Manchester Travel Guide
Free Trade Hall ©
Although now best known for its football teams, Manchester was once one of England's greatest Victorian cities, and the birthplace of both rail travel and Rolls Royce cars. It is situated on the east bank of the Irwell River in the northwest of the country, and is the centre of a huge metropolitan area which now encompasses the surrounding towns of Bury, Bolton, Wigan, Rochdale, Salford, Stockport and Oldham. Liverpool is just 30 miles (48km) down river. The area has long had a reputation as a drab, industrialised sprawl, but Manchester has succeeded in reinventing itself, becoming a vibrant metropolis with a nightlife second only to London. The city boasts more than 50 free museums and galleries, a world-class sports centre that recently hosted the Commonwealth Games, and plenty of parks, gardens and other attractions.

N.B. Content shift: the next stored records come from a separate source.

impl<T> fmt::Debug for TypeDescriptor<T> {
    fn fmt(&self, f: &mut fmt::Formatter<'_>) -> fmt::Result {
        f.debug_struct("TypeDescriptor")
            .field("type", &std::any::type_name::<T>())
            .field(
                "properties",
                &self.properties.iter().map(|p| &p.name).collect::<Vec<_>>(),
            )
            .finish()
    }
}

type CacheSlot = Arc<OnceLock<Arc<dyn Any + Send + Sync>>>;

static DESCRIPTORS: OnceLock<DashMap<TypeId, CacheSlot>> = OnceLock::new();

/// The descriptor of `T`, built on the first call.
///
/// This is the one place the materializer can block: concurrent first calls
/// for the same type wait until a single [`Entity::describe`] finishes, and a
/// `describe` that asks for its own descriptor deadlocks. Once built, lookups
/// only take a short shard read of the cache map.
pub fn descriptor<T: Entity>() -> Arc<TypeDescriptor<T>> {
    let slot = DESCRIPTORS
        .get_or_init(DashMap::new)
        .entry(TypeId::of::<T>())
        .or_default()
        .clone();

    let cached = slot
        .get_or_init(|| {
            let descriptor = TypeDescriptor::<T>::build();
            debug!(
                entity = std::any::type_name::<T>(),
                properties = descriptor.properties.len(),
                "built entity descriptor"
            );
            Arc::new(descriptor) as Arc<dyn Any + Send + Sync>
        })
        .clone();

    cached
        .downcast::<TypeDescriptor<T>>()
        .unwrap_or_else(|_| unreachable!("descriptor cache is keyed by TypeId"))
}

/// Materializes the current row of `record`.
///
/// [`Entity::from_record`] is tried first, then the cached descriptor.
///
/// # Errors
///
/// [`Error::TypeCoercion`](crate::Error::TypeCoercion) if a matched column
/// cannot be converted into its property.
pub fn materialize_one<T: Entity>(record: &dyn Record) -> Result<T> {
    if let Some(entity) = T::from_record(record) {
        return entity;
    }
    let descriptor = descriptor::<T>();
    let map = descriptor.plan(record)?;
    descriptor.fill(&map, record)
}

/// Advances `stream` once and materializes that row, if there is one.
pub fn first<T: Entity, S: ResultStream>(stream: &mut S) -> Result<Option<T>> {
    if !stream.advance()? {
        return Ok(None);
    }
    materialize_one(&*stream).map(Some)
}

/// Lazily materializes every remaining row of `stream`.
///
/// Columns are matched on the first row only. The iterator ends after the
/// rows are exhausted or after the first error.
pub fn materialize_all<T: Entity, S: ResultStream>(stream: &mut S) -> Entities<'_, T, S> {
    Entities {
        stream,
        descriptor: descriptor::<T>(),
        map: None,
        done: false,
    }
}

/// Iterator returned by [`materialize_all`].
pub struct Entities<'s, T, S> {
    stream: &'s mut S,
    descriptor: Arc<TypeDescriptor<T>>,
    map: Option<ColumnMap>,
    done: bool,
}

impl<T: Entity, S: ResultStream> Entities<'_, T, S> {
    fn next_entity(&mut self) -> Result<Option<T>> {
        if !self.stream.advance()? {
            return Ok(None);
        }
        let record: &dyn Record = &*self.stream;
        if let Some(entity) = T::from_record(record) {
            return entity.map(Some);
        }
        let map = match self.map.take() {
            Some(map) => map,
            None => self.descriptor.plan(record)?,
        };
        let entity = self.descriptor.fill(&map, record);
        self.map = Some(map);
        entity.map(Some)
    }
}

impl<T: Entity, S: ResultStream> Iterator for Entities<'_, T, S> {
    type Item = Result<T>;

    fn next(&mut self) -> Option<Self::Item> {
        if self.done {
            return None;
        }
        let next = self.next_entity().transpose();
        if !matches!(next, Some(Ok(_))) {
            self.done = true;
        }
        next
    }
}

impl<T: Entity, S: ResultStream> std::iter::FusedIterator for Entities<'_, T, S> {}
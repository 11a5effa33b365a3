//! In-memory result streams.
//!
//! [`RowSet`] holds a column list and fully decoded rows. It is the bridge
//! between SQLx, whose rows are fetched asynchronously, and the synchronous
//! [`ResultStream`] consumed by the materializer: fetch with SQLx, convert with
//! [`RowSet::from_mysql_rows`], then materialize.

use chrono::{NaiveDate, NaiveDateTime};
use sqlx::mysql::MySqlRow;
use sqlx::{Column, Row, TypeInfo, ValueRef};

use crate::record::{Record, ResultStream};
use crate::value::{ToValue, Value};
use crate::{Error, Result};

/// A forward-only cursor over rows held in memory.
#[derive(Debug, Clone, Default, PartialEq)]
pub struct RowSet {
    columns: Vec<String>,
    rows: Vec<Vec<Value>>,
    position: Option<usize>,
}

impl RowSet {
    pub fn new<I>(columns: I) -> Self
    where
        I: IntoIterator,
        I::Item: Into<String>,
    {
        Self {
            columns: columns.into_iter().map(Into::into).collect(),
            rows: Vec::new(),
            position: None,
        }
    }

    /// Appends a row.
    ///
    /// # Errors
    ///
    /// [`Error::RowWidthMismatch`] if the row width differs from the columns.
    pub fn push_row(&mut self, row: Vec<Value>) -> Result<()> {
        if row.len() != self.columns.len() {
            return Err(Error::RowWidthMismatch {
                expected: self.columns.len(),
                found: row.len(),
            });
        }
        self.rows.push(row);
        Ok(())
    }

    /// Builder-style [`push_row`](RowSet::push_row) from anything convertible.
    pub fn with_row<I>(mut self, row: I) -> Result<Self>
    where
        I: IntoIterator,
        I::Item: ToValue,
    {
        self.push_row(row.into_iter().map(|v| v.to_value()).collect())?;
        Ok(self)
    }

    pub fn columns(&self) -> &[String] {
        &self.columns
    }

    pub fn len(&self) -> usize {
        self.rows.len()
    }

    pub fn is_empty(&self) -> bool {
        self.rows.is_empty()
    }

    /// Decodes fetched MySQL rows. Column names come from the first row.
    ///
    /// # Examples
    ///
    /// ```rust,no_run
    /// use sqlx::MySqlPool;
    /// use sqlx_format_bind::{materialize_all, Entity, DescriptorBuilder, RowSet};
    ///
    /// #[derive(Default)]
    /// struct User {
    ///     id: i32,
    ///     name: String,
    /// }
    ///
    /// impl Entity for User {
    ///     fn describe(d: &mut DescriptorBuilder<Self>) {
    ///         d.field("Id", |u| &mut u.id).field("Name", |u| &mut u.name);
    ///     }
    /// }
    ///
    /// # async fn example() -> Result<(), Box<dyn std::error::Error>> {
    /// # let pool = MySqlPool::connect("mysql://localhost/test").await?;
    /// let rows = sqlx::query("SELECT id, name FROM users").fetch_all(&pool).await?;
    /// let mut stream = RowSet::from_mysql_rows(&rows)?;
    /// let users = materialize_all::<User, _>(&mut stream).collect::<Result<Vec<_>, _>>()?;
    /// # Ok(())
    /// # }
    /// ```
    pub fn from_mysql_rows(rows: &[MySqlRow]) -> Result<Self> {
        let columns = rows
            .first()
            .map(|row| row.columns().iter().map(|c| c.name().to_owned()).collect())
            .unwrap_or_default();
        let mut set = RowSet {
            columns,
            rows: Vec::with_capacity(rows.len()),
            position: None,
        };
        for row in rows {
            let values = (0..row.len())
                .map(|index| mysql_value(row, index))
                .collect::<Result<Vec<_>>>()?;
            set.push_row(values)?;
        }
        Ok(set)
    }

    fn current(&self) -> Result<&[Value]> {
        self.position
            .and_then(|position| self.rows.get(position))
            .map(Vec::as_slice)
            .ok_or(Error::NoCurrentRow)
    }
}

impl Record for RowSet {
    fn field_count(&self) -> usize {
        self.columns.len()
    }

    fn field_name(&self, index: usize) -> Result<&str> {
        self.columns
            .get(index)
            .map(String::as_str)
            .ok_or(Error::ColumnOutOfRange {
                index,
                count: self.columns.len(),
            })
    }

    fn get_value(&self, index: usize) -> Result<Value> {
        let row = self.current()?;
        row.get(index).cloned().ok_or(Error::ColumnOutOfRange {
            index,
            count: row.len(),
        })
    }

    fn is_null(&self, index: usize) -> Result<bool> {
        let row = self.current()?;
        row.get(index)
            .map(Value::is_null)
            .ok_or(Error::ColumnOutOfRange {
                index,
                count: row.len(),
            })
    }
}

impl ResultStream for RowSet {
    fn advance(&mut self) -> Result<bool> {
        let next = self.position.map_or(0, |p| p.saturating_add(1).min(self.rows.len()));
        self.position = Some(next);
        Ok(next < self.rows.len())
    }
}

fn mysql_value(row: &MySqlRow, index: usize) -> Result<Value> {
    if row.try_get_raw(index)?.is_null() {
        return Ok(Value::Null);
    }

    let type_name = row.column(index).type_info().name().to_ascii_uppercase();
    let unsigned = type_name.ends_with("UNSIGNED");
    let base = type_name.split([' ', '(']).next().unwrap_or_default();

    let value = match (base, unsigned) {
        ("BOOLEAN" | "BOOL", _) => Value::Bool(row.try_get(index)?),
        ("TINYINT", false) => Value::Int16(i16::from(row.try_get::<i8, _>(index)?)),
        ("TINYINT", true) => Value::Byte(row.try_get(index)?),
        ("SMALLINT", false) => Value::Int16(row.try_get(index)?),
        ("SMALLINT", true) => row.try_get::<u16, _>(index)?.to_value(),
        ("MEDIUMINT" | "INT" | "INTEGER", false) => Value::Int32(row.try_get(index)?),
        ("MEDIUMINT" | "INT" | "INTEGER", true) => row.try_get::<u32, _>(index)?.to_value(),
        ("BIGINT", false) => Value::Int64(row.try_get(index)?),
        ("BIGINT", true) => row.try_get::<u64, _>(index)?.to_value(),
        ("YEAR", _) => row.try_get_unchecked::<u16, _>(index)?.to_value(),
        ("FLOAT", _) => Value::Float(row.try_get(index)?),
        ("DOUBLE" | "REAL", _) => Value::Double(row.try_get(index)?),
        ("DECIMAL" | "NUMERIC", _) => {
            let text = row.try_get_unchecked::<String, _>(index)?;
            let decimal = text.parse().map_err(|_| Error::TypeCoercion {
                column: row.column(index).name().to_owned(),
                expected: "DECIMAL",
                found: "TEXT",
            })?;
            Value::Decimal(decimal)
        }
        ("DATETIME" | "TIMESTAMP", _) => {
            Value::DateTime(row.try_get_unchecked::<NaiveDateTime, _>(index)?)
        }
        ("DATE", _) => row.try_get::<NaiveDate, _>(index)?.to_value(),
        ("BINARY" | "VARBINARY" | "TINYBLOB" | "BLOB" | "MEDIUMBLOB" | "LONGBLOB", _) => {
            Value::Bytes(row.try_get_unchecked(index)?)
        }
        _ => match row.try_get_unchecked::<String, _>(index) {
            Ok(text) => Value::Text(text),
            Err(_) => Value::Bytes(row.try_get_unchecked(index)?),
        },
    };
    Ok(value)
}
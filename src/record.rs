//! The read side of a driver.
//!
//! [`Record`] is one row of named, indexed columns with typed getters.
//! [`ResultStream`] is a forward-only cursor over such rows. Drivers only have
//! to provide names and [`Record::get_value`]; the typed getters fall back to
//! converting the generic value and may be overridden with native reads.

use chrono::NaiveDateTime;
use uuid::Uuid;

use crate::value::{Decimal, FromValue, Value};
use crate::{Error, Result};

/// A single row of named columns.
pub trait Record {
    fn field_count(&self) -> usize;

    fn field_name(&self, index: usize) -> Result<&str>;

    fn get_value(&self, index: usize) -> Result<Value>;

    fn is_null(&self, index: usize) -> Result<bool> {
        Ok(self.get_value(index)?.is_null())
    }

    fn get_bool(&self, index: usize) -> Result<bool> {
        column_as(self, index)
    }

    fn get_byte(&self, index: usize) -> Result<u8> {
        column_as(self, index)
    }

    fn get_char(&self, index: usize) -> Result<char> {
        column_as(self, index)
    }

    fn get_datetime(&self, index: usize) -> Result<NaiveDateTime> {
        column_as(self, index)
    }

    fn get_decimal(&self, index: usize) -> Result<Decimal> {
        column_as(self, index)
    }

    fn get_double(&self, index: usize) -> Result<f64> {
        column_as(self, index)
    }

    fn get_int16(&self, index: usize) -> Result<i16> {
        column_as(self, index)
    }

    fn get_int32(&self, index: usize) -> Result<i32> {
        column_as(self, index)
    }

    fn get_int64(&self, index: usize) -> Result<i64> {
        column_as(self, index)
    }

    fn get_guid(&self, index: usize) -> Result<Uuid> {
        column_as(self, index)
    }

    fn get_string(&self, index: usize) -> Result<String> {
        column_as(self, index)
    }
}

/// Forward-only cursor over records.
///
/// A fresh stream is positioned before its first row.
pub trait ResultStream: Record {
    /// Moves to the next row, returning `false` once the rows are exhausted.
    fn advance(&mut self) -> Result<bool>;
}

/// Reads column `index` and converts it into `T`.
///
/// # Errors
///
/// [`Error::TypeCoercion`] when the stored value, including NULL, does not
/// convert into `T`.
pub fn column_as<T, R>(record: &R, index: usize) -> Result<T>
where
    T: FromValue,
    R: Record + ?Sized,
{
    let value = record.get_value(index)?;
    T::from_value(&value).ok_or_else(|| Error::TypeCoercion {
        column: record
            .field_name(index)
            .map_or_else(|_| format!("#{index}"), str::to_owned),
        expected: std::any::type_name::<T>(),
        found: value.kind(),
    })
}

/// Name-based access on any [`Record`].
pub trait RecordExt: Record {
    /// Index of `column`: an exact match if there is one, otherwise the first
    /// case-insensitive match.
    fn ordinal(&self, column: &str) -> Option<usize> {
        let names: Vec<(usize, &str)> = (0..self.field_count())
            .filter_map(|i| self.field_name(i).ok().map(|name| (i, name)))
            .collect();
        names
            .iter()
            .find(|(_, name)| *name == column)
            .or_else(|| names.iter().find(|(_, name)| name.eq_ignore_ascii_case(column)))
            .map(|&(i, _)| i)
    }

    /// The value of `column`, or `None` if the record has no such column.
    fn get(&self, column: &str) -> Result<Option<Value>> {
        self.ordinal(column)
            .map(|index| self.get_value(index))
            .transpose()
    }

    /// The value of `column` converted into `T`, or `None` if it is absent.
    fn get_as<T: FromValue>(&self, column: &str) -> Result<Option<T>> {
        self.ordinal(column)
            .map(|index| column_as(self, index))
            .transpose()
    }
}

impl<R: Record + ?Sized> RecordExt for R {}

The city's architecture is largely a reminder of its central role in the cotton trade, and many of the original warehouses can still be seen, although modern-day Manchester is now very different from its heyday as an industrial hub. When the city centre was badly damaged in an IRA bombing in 1996, much of the central area was beautifully renovated. Now renamed the Millennium Quarter, it is a marvellous contrast of splendid Victorian architecture and towering glass edifices, including the eye-catching Urbis exhibition centre.
Manchester is home to two of the United Kingdom's largest universities: the University of Manchester and Manchester Metropolitan University. The Royal Northern College of Music is located here as well, bringing the total to roughly 86,000 students living in the city. This large student population ensures that there is always a buzz of activity and a party vibe in Manchester.